Records from a collection:
-- Opening Marker --
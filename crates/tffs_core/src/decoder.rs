//! TFFS record scanner.
//!
//! Layout (BE, no checksums):
//!   id[2]   = record id (0xFFFF = end of data)
//!   len[2]  = payload length
//!   payload[len]
//!   pad[0..3] so the next header starts on a 4-byte boundary (relative to buffer start)
//!
//! A single forward pass; every way the scan can stop (sentinel, no room for a
//! header, payload past the end, payload over the cap) is a normal end and the
//! records seen before it are kept. Results are built fresh per call and own
//! their bytes, the input buffer is not referenced afterwards.

use crate::consts::{HEADER_SIZE, MAX_RECORD_LEN, SENTINEL_ID};
use crate::errors::{Result, TffsError};
use crate::registry::{KeyRegistry, RegistryEntry};
use crate::utils::{align_up, c_str_lossy, read_u16_be};
use tracing::{debug, trace};

#[derive(Debug, Clone, Copy, PartialEq, Eq)]
pub struct DecodeOptions {
    /// Records with a longer payload end the scan before anything is copied.
    pub max_record_len: usize,
}

impl Default for DecodeOptions {
    fn default() -> Self {
        Self { max_record_len: MAX_RECORD_LEN }
    }
}

/// Why the scan stopped. Offsets are header offsets.
#[derive(Debug, Clone, Copy, PartialEq, Eq)]
pub enum ScanEnd {
    Sentinel { offset: usize },
    Exhausted { offset: usize },
    Truncated { offset: usize, id: u16, len: usize },
    Oversized { offset: usize, id: u16, len: usize },
}

#[derive(Debug, Clone, PartialEq, Eq)]
pub struct Match<'r> {
    pub entry: &'r RegistryEntry,
    pub value: Vec<u8>,
}

impl<'r> Match<'r> {
    pub fn name(&self) -> &'r str { &self.entry.name }
    pub fn id(&self) -> u32 { self.entry.id }
    pub fn value(&self) -> &[u8] { &self.value }
    pub fn len(&self) -> usize { self.value.len() }
    pub fn is_empty(&self) -> bool { self.value.is_empty() }

    /// Value as the device firmware reads it: a C string.
    pub fn as_str_lossy(&self) -> String { c_str_lossy(&self.value) }
}

#[derive(Debug, Clone)]
pub struct Decoded<'r> {
    matches: Vec<Match<'r>>,
    count_matched: usize,
    records_seen: usize,
    end: ScanEnd,
}

impl<'r> Decoded<'r> {
    /// Matched entries in registry declaration order.
    pub fn matches(&self) -> &[Match<'r>] { &self.matches }
    pub fn into_matches(self) -> Vec<Match<'r>> { self.matches }

    /// Records that hit at least one registry entry (a repeated id counts each time).
    pub fn count_matched(&self) -> usize { self.count_matched }

    /// Complete records consumed, sentinel excluded.
    pub fn records_seen(&self) -> usize { self.records_seen }

    pub fn end(&self) -> ScanEnd { self.end }

    pub fn is_empty(&self) -> bool { self.count_matched == 0 }

    /// First match for `name` (registry order).
    pub fn get(&self, name: &str) -> Option<&Match<'r>> {
        self.matches.iter().find(|m| m.entry.name == name)
    }

    /// No known key at all is the caller-level failure case.
    pub fn into_non_empty(self) -> Result<Self> {
        if self.is_empty() { Err(TffsError::NoValues) } else { Ok(self) }
    }
}

pub fn decode<'r>(buf: &[u8], registry: &'r KeyRegistry) -> Decoded<'r> {
    decode_with(buf, registry, &DecodeOptions::default())
}

pub fn decode_with<'r>(buf: &[u8], registry: &'r KeyRegistry, opts: &DecodeOptions) -> Decoded<'r> {
    // one slot per registry entry; last occurrence of an id wins
    let mut values: Vec<Option<Vec<u8>>> = vec![None; registry.len()];
    let mut count_matched = 0usize;
    let mut records_seen = 0usize;
    let mut pos = 0usize;

    let end = loop {
        if pos + HEADER_SIZE > buf.len() {
            break ScanEnd::Exhausted { offset: pos };
        }
        let (Some(id), Some(len)) = (read_u16_be(buf, pos), read_u16_be(buf, pos + 2)) else {
            break ScanEnd::Exhausted { offset: pos };
        };
        if id == SENTINEL_ID {
            break ScanEnd::Sentinel { offset: pos };
        }

        let start = pos + HEADER_SIZE;
        let len = len as usize;
        if len > opts.max_record_len {
            break ScanEnd::Oversized { offset: pos, id, len };
        }
        if start + len > buf.len() {
            break ScanEnd::Truncated { offset: pos, id, len };
        }
        records_seen += 1;

        let slots = registry.positions(u32::from(id));
        if !slots.is_empty() {
            let payload = &buf[start..start + len];
            for &slot in slots {
                values[slot] = Some(payload.to_vec());
            }
            count_matched += 1;
        }
        trace!(offset = pos, id, len, known = !slots.is_empty(), "tffs record");

        pos = align_up(start + len);
    };

    let matches: Vec<Match<'r>> = registry
        .entries()
        .iter()
        .zip(values)
        .filter_map(|(entry, v)| v.map(|value| Match { entry, value }))
        .collect();

    debug!(?end, records_seen, count_matched, entries = matches.len(), "tffs scan done");
    Decoded { matches, count_matched, records_seen, end }
}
-- Closing Marker --
Instructions to follow: Counting only lines that hold "else", state how many appear in the records, and give nothing but the number.

Solution to this exercise: 2